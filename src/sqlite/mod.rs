// SQLite backend for the driver seam.
//
// rusqlite connections are synchronous and not Sync, so each pooled
// connection is serviced by a dedicated worker thread that owns the
// rusqlite::Connection; commands cross an mpsc channel and replies come back
// over oneshot channels (see worker.rs).

mod worker;

use async_trait::async_trait;

use crate::config::PoolConfig;
use crate::driver::{Driver, DriverConnection};
use crate::error::GatewayError;
use crate::results::DriverResult;
use crate::types::Value;

use worker::SqliteWorker;

/// File-backed (or shared-cache in-memory) SQLite driver. `config.database`
/// is the path; host/port/credentials are ignored.
#[derive(Debug, Clone, Copy, Default)]
pub struct SqliteDriver;

#[async_trait]
impl Driver for SqliteDriver {
    fn name(&self) -> &'static str {
        "sqlite"
    }

    async fn connect(
        &self,
        config: &PoolConfig,
    ) -> Result<Box<dyn DriverConnection>, GatewayError> {
        let worker = SqliteWorker::spawn(config.database.clone()).await?;
        Ok(Box::new(SqliteConnection { worker }))
    }
}

struct SqliteConnection {
    worker: SqliteWorker,
}

#[async_trait]
impl DriverConnection for SqliteConnection {
    async fn execute(&mut self, sql: &str, args: &[Value]) -> Result<DriverResult, GatewayError> {
        self.worker.execute(sql.to_string(), args.to_vec()).await
    }

    async fn begin(&mut self) -> Result<(), GatewayError> {
        self.worker.batch("BEGIN".to_string()).await
    }

    async fn commit(&mut self) -> Result<(), GatewayError> {
        self.worker.batch("COMMIT".to_string()).await
    }

    async fn rollback(&mut self) -> Result<(), GatewayError> {
        self.worker.batch("ROLLBACK".to_string()).await
    }

    async fn ping(&mut self) -> Result<(), GatewayError> {
        self.worker.ping().await
    }
}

WORK REQUEST -
Output only the lines from the one that contains "async fn execute(&mut" through the last line of the data above, each restated exactly.

SOLUTION TO THE EXERCISE -
    async fn execute(&mut self, sql: &str, args: &[Value]) -> Result<DriverResult, GatewayError> {
        self.worker.execute(sql.to_string(), args.to_vec()).await
    }

    async fn begin(&mut self) -> Result<(), GatewayError> {
        self.worker.batch("BEGIN".to_string()).await
    }

    async fn commit(&mut self) -> Result<(), GatewayError> {
        self.worker.batch("COMMIT".to_string()).await
    }

    async fn rollback(&mut self) -> Result<(), GatewayError> {
        self.worker.batch("ROLLBACK".to_string()).await
    }

    async fn ping(&mut self) -> Result<(), GatewayError> {
        self.worker.ping().await
    }
}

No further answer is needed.